Data supplied →
+---+
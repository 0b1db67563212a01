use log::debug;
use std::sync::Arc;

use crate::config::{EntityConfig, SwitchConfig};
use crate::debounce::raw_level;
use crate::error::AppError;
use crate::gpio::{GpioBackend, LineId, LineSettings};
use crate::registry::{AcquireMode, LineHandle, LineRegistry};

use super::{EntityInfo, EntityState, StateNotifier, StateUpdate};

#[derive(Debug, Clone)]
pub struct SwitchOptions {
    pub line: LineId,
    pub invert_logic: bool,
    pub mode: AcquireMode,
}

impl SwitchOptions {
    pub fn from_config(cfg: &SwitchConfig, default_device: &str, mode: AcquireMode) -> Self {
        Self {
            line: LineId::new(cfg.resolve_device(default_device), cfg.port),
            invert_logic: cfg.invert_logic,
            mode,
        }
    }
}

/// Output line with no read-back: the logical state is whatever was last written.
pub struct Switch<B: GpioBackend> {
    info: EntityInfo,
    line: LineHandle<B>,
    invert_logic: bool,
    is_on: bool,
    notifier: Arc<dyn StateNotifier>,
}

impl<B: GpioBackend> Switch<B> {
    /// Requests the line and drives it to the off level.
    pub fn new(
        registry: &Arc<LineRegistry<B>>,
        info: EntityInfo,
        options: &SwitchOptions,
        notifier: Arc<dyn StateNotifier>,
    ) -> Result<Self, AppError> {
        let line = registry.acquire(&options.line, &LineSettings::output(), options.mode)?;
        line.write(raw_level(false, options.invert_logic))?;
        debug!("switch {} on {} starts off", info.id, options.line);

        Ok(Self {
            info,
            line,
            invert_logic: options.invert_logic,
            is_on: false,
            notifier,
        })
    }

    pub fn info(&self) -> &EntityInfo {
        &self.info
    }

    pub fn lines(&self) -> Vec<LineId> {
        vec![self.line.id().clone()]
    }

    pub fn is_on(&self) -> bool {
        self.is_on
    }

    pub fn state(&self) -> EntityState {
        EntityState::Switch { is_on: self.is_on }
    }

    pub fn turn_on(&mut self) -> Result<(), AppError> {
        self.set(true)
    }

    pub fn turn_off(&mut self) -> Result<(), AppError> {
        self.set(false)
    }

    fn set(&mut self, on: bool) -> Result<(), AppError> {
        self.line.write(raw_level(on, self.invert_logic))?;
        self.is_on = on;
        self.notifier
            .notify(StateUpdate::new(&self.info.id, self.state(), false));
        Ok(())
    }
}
+---+
What you will do → Using the material above, gather every line that includes "EntityState".

Solution below →
use super::{EntityInfo, EntityState, StateNotifier, StateUpdate};
    pub fn state(&self) -> EntityState {
        EntityState::Switch { is_on: self.is_on }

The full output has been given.